*** Material for the task ***

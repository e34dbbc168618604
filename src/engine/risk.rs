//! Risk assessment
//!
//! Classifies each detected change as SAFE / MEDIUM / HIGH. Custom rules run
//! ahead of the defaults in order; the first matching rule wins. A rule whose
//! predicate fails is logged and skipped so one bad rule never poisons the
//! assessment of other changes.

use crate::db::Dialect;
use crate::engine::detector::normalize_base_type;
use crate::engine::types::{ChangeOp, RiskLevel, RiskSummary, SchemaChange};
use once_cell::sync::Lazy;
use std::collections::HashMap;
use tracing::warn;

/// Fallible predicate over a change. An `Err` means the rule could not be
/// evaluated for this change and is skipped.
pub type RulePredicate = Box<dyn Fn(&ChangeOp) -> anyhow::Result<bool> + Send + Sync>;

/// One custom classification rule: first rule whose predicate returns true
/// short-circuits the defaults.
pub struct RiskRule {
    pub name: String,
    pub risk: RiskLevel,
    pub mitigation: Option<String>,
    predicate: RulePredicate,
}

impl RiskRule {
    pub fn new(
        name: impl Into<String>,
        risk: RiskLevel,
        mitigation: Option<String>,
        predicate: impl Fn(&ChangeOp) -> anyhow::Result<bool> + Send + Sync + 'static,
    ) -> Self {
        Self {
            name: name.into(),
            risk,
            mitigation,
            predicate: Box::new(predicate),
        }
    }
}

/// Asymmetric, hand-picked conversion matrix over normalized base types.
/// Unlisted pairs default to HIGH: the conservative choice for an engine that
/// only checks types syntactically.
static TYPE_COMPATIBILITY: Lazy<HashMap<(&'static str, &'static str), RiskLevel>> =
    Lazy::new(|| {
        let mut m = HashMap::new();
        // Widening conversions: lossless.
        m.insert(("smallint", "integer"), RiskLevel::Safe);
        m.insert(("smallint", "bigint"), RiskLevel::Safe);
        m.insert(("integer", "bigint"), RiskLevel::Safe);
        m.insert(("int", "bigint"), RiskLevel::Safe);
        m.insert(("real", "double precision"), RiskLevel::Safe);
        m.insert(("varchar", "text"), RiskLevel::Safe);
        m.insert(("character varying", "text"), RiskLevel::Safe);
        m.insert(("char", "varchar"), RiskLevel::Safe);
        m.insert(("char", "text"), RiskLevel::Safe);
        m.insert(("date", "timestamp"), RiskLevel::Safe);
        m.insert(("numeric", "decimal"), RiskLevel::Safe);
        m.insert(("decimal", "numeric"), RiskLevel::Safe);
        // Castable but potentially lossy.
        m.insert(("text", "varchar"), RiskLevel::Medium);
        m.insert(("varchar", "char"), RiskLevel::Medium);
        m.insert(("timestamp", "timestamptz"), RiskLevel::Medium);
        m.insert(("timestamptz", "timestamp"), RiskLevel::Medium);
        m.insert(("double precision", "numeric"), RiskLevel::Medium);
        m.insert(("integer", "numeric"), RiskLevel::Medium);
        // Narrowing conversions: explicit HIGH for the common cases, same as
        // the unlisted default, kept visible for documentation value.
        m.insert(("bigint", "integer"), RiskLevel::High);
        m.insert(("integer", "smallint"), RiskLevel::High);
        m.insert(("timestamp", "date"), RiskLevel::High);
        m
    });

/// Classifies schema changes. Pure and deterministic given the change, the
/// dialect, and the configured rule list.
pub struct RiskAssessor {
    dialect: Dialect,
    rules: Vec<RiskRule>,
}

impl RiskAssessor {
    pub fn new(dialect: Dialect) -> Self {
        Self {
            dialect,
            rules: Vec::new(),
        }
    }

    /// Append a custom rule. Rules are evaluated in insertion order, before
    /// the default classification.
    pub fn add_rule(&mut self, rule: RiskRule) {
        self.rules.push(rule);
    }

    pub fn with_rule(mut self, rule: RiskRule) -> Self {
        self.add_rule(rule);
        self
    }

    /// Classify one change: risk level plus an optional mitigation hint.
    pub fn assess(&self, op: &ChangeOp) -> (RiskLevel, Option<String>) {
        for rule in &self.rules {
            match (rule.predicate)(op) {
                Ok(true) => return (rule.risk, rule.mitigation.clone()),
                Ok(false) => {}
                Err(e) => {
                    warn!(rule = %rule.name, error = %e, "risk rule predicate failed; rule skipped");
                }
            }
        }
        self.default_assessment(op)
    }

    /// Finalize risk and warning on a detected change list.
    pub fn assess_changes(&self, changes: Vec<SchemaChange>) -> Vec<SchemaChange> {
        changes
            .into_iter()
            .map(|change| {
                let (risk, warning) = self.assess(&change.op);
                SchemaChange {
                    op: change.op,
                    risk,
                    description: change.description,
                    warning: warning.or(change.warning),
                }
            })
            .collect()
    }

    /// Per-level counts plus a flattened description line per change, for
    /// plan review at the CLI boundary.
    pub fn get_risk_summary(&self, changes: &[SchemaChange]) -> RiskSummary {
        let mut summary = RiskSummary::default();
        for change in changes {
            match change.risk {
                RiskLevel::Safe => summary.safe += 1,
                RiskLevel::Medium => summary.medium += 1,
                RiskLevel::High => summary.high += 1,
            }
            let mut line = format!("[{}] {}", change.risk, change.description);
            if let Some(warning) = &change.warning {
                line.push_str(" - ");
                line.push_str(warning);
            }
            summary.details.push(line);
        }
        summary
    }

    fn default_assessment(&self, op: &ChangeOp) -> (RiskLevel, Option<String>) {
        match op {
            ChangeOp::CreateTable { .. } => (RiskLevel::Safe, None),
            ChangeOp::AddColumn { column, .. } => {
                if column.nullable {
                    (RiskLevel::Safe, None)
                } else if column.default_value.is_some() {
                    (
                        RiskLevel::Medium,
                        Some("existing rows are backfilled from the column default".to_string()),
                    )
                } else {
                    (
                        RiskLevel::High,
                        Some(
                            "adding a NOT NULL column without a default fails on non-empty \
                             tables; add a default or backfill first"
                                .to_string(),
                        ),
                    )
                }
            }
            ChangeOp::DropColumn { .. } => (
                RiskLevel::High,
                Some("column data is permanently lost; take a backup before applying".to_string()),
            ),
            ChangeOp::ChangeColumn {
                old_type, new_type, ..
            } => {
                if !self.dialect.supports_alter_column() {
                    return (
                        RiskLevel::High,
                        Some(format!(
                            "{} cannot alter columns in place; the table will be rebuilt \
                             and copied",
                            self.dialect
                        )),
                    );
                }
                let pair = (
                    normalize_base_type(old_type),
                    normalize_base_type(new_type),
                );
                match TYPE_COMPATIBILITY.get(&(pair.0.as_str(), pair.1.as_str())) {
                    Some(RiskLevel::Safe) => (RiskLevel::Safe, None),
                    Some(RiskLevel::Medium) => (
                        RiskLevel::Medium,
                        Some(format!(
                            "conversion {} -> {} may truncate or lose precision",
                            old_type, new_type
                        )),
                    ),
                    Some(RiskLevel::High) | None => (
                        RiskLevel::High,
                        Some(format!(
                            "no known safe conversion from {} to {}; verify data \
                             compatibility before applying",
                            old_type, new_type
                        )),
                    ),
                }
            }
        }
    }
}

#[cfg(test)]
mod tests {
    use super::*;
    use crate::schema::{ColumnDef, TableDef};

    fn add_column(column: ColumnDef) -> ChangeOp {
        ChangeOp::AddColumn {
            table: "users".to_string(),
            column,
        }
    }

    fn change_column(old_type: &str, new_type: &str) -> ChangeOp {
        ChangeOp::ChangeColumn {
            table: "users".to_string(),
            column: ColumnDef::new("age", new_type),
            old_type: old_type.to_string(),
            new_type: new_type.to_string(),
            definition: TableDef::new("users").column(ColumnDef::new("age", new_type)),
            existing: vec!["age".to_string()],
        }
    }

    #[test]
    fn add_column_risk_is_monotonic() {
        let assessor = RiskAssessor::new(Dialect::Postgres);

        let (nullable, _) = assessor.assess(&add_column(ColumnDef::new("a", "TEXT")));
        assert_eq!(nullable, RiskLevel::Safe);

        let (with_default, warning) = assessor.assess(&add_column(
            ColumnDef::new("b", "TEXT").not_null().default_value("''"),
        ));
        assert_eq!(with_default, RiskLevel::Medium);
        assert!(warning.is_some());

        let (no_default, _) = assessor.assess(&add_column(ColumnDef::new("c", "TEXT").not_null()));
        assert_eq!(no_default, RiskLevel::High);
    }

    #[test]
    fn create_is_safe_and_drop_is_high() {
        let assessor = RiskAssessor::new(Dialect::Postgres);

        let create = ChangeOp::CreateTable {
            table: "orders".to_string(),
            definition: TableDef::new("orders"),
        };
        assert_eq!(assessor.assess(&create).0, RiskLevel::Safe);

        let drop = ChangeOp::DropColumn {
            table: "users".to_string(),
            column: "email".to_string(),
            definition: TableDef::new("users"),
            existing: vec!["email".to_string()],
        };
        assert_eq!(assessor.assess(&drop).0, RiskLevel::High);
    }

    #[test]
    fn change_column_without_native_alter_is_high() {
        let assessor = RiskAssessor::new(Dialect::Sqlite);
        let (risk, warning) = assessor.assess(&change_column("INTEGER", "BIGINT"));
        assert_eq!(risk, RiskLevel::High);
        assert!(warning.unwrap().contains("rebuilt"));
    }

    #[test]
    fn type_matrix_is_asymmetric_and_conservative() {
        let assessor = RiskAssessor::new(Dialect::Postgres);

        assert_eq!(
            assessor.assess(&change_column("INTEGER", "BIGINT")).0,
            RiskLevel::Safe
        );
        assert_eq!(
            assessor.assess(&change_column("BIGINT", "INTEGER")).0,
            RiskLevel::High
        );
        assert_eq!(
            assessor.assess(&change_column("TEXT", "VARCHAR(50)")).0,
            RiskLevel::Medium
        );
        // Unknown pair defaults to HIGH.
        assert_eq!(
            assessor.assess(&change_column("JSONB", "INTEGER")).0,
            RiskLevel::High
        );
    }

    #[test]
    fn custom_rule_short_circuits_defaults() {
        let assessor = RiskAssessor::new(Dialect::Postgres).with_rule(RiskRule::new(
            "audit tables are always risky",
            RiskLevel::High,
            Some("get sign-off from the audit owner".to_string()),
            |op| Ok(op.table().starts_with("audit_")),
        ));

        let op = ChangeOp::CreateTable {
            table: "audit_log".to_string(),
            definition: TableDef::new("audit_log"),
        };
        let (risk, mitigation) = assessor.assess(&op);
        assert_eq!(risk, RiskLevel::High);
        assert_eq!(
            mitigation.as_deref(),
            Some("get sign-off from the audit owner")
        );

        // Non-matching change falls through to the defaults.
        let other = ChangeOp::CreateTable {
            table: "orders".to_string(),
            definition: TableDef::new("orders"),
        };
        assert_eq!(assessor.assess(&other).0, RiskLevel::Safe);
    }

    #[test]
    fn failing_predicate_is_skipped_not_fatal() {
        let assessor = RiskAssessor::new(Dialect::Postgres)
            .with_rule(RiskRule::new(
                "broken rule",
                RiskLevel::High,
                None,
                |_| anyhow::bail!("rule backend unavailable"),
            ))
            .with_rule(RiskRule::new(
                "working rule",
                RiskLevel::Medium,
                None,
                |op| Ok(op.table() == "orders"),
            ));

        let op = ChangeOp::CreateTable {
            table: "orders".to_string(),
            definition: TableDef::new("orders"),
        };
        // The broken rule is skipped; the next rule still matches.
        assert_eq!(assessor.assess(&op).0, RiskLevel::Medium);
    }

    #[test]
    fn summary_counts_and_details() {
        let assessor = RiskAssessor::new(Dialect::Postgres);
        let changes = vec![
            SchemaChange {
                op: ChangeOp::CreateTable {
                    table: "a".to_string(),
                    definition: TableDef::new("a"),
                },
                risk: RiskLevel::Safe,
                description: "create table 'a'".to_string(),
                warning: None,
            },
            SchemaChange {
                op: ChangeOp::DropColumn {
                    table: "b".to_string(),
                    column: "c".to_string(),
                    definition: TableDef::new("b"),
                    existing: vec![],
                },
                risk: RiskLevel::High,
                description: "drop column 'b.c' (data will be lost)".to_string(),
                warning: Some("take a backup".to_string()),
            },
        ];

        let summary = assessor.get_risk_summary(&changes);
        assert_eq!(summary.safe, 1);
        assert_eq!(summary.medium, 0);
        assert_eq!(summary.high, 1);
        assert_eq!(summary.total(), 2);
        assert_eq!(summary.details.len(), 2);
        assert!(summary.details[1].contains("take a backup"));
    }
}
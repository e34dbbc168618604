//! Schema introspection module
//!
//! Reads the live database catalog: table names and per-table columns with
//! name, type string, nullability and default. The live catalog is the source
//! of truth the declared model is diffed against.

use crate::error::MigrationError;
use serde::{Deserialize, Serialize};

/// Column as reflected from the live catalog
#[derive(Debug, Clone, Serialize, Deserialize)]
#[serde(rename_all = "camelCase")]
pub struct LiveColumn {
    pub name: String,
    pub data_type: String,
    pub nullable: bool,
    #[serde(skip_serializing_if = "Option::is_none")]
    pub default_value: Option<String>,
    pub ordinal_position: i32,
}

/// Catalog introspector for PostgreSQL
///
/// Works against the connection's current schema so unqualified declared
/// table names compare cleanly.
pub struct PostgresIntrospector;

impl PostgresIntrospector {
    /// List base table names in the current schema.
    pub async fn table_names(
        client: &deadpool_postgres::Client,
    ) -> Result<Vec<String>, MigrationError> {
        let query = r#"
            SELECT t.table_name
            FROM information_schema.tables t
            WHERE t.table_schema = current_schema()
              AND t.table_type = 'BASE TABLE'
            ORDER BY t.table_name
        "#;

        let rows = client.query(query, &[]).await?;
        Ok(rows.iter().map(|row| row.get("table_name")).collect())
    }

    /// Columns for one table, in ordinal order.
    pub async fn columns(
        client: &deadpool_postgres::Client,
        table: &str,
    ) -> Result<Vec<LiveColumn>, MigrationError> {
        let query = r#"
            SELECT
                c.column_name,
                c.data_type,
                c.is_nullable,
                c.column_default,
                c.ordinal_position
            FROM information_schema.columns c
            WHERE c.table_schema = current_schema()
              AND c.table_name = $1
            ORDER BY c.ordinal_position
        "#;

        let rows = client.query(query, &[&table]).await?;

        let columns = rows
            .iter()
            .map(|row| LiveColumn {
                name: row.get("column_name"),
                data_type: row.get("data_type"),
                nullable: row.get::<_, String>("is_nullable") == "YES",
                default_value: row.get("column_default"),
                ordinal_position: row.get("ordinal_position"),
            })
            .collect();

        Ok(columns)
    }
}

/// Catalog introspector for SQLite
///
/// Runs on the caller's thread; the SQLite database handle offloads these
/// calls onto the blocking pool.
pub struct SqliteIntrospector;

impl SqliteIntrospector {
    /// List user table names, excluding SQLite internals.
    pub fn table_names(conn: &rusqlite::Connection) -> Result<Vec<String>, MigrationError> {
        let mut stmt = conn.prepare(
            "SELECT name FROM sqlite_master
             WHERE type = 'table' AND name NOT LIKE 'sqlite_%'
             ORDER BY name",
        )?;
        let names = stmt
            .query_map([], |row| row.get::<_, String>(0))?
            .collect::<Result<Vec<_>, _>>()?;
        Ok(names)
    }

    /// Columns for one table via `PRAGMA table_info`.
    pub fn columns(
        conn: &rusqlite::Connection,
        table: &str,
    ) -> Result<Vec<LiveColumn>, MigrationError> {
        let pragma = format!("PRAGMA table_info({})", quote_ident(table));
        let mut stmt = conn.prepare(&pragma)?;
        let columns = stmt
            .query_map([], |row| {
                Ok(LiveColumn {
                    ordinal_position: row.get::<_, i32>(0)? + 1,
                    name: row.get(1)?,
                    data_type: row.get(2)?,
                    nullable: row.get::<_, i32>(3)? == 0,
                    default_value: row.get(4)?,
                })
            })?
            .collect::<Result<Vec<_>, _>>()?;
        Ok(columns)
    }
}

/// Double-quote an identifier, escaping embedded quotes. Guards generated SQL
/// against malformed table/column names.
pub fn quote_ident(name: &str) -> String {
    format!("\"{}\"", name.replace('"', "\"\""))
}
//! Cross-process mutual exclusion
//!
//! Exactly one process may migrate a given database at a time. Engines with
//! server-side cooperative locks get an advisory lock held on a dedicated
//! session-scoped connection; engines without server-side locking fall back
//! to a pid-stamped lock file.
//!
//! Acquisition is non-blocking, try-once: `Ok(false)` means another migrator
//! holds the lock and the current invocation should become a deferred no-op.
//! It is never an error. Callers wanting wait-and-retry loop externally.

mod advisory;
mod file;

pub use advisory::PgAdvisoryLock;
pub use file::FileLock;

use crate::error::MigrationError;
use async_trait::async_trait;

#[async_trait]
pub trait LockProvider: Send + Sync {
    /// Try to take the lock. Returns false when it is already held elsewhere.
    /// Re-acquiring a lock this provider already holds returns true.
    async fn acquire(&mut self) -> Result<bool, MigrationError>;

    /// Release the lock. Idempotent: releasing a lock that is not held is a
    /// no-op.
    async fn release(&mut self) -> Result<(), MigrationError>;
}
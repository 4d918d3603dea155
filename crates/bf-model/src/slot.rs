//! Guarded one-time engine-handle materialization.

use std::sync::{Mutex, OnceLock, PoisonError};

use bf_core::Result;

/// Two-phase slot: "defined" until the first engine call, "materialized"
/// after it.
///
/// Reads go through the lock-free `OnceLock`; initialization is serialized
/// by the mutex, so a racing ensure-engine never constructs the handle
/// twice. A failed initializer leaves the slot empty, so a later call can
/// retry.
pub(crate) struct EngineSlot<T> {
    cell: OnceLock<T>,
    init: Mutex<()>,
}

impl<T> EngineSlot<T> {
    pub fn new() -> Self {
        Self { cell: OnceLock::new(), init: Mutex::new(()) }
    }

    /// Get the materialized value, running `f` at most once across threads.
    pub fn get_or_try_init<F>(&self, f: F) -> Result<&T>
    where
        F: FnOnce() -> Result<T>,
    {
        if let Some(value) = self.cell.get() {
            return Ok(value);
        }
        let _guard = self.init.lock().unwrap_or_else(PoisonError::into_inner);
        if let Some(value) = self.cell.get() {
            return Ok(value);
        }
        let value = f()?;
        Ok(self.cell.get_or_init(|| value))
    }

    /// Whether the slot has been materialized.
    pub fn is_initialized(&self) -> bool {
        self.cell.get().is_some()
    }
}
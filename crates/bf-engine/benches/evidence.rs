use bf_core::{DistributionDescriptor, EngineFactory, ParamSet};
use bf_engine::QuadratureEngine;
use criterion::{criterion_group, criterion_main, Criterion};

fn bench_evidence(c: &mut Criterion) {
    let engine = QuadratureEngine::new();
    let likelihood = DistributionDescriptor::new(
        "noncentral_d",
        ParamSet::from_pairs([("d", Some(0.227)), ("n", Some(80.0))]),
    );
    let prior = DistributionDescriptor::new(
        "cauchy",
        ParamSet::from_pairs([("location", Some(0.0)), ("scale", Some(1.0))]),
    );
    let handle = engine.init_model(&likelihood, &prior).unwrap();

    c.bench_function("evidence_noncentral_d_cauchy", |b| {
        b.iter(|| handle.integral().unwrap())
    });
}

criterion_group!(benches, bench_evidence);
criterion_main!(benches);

*** End of Material for the task ***

Assignment. Return each line in the records that holds the string "false".

Exercise response.
                Ok(false) => {}
//! Acquisition is non-blocking, try-once: `Ok(false)` means another migrator
    /// Try to take the lock. Returns false when it is already held elsewhere.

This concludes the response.